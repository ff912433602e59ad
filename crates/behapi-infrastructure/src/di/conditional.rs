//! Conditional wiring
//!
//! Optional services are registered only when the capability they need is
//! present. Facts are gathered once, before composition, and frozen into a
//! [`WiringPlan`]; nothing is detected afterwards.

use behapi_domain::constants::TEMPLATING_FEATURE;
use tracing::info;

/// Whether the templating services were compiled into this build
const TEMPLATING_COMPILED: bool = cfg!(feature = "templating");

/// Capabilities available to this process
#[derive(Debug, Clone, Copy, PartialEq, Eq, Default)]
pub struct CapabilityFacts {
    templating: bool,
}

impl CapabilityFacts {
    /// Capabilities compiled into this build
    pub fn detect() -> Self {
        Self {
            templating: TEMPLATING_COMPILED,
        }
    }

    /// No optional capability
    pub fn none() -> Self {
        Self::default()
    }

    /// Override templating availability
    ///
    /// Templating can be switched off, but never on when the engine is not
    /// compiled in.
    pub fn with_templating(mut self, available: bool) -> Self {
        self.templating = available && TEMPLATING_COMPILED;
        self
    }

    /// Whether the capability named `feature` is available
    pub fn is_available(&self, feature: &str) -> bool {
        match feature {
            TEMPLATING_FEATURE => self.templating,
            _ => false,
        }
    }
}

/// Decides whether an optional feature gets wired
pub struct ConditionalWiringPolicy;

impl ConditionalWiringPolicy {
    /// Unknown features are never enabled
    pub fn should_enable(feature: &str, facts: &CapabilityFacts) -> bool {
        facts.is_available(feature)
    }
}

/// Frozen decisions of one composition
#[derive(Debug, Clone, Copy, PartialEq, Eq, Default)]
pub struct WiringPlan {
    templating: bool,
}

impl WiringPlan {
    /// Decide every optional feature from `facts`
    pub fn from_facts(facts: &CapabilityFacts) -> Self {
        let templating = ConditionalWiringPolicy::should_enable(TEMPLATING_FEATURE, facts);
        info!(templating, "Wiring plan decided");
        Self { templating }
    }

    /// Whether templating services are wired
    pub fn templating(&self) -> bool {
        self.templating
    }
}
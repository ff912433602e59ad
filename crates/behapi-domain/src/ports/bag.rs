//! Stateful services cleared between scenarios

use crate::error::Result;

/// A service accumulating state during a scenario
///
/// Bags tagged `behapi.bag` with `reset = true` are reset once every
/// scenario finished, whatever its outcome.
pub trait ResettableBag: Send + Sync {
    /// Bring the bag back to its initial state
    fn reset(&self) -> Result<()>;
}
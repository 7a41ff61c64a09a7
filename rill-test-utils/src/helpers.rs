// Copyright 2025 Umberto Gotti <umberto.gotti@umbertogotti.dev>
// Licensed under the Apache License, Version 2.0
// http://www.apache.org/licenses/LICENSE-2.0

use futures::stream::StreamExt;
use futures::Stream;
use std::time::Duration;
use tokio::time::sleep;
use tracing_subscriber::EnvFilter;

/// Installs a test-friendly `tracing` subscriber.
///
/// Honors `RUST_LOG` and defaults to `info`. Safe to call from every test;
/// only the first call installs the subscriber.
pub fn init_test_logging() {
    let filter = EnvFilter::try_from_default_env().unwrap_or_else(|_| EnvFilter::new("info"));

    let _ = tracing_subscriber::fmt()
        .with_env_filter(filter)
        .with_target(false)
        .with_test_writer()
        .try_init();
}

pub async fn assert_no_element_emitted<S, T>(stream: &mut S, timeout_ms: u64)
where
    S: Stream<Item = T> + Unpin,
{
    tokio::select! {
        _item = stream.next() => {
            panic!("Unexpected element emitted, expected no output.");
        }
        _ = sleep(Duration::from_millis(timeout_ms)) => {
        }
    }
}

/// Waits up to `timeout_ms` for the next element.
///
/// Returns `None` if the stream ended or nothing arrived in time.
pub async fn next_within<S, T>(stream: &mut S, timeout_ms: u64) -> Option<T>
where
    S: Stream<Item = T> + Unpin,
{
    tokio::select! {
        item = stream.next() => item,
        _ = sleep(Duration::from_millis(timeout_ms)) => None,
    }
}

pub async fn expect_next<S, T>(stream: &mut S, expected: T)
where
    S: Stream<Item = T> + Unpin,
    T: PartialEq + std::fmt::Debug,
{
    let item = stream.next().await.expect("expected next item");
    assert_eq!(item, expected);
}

> **Brief**: In the records above, how many lines contain the string "Result"? State that number only.

> **Answer section**: 2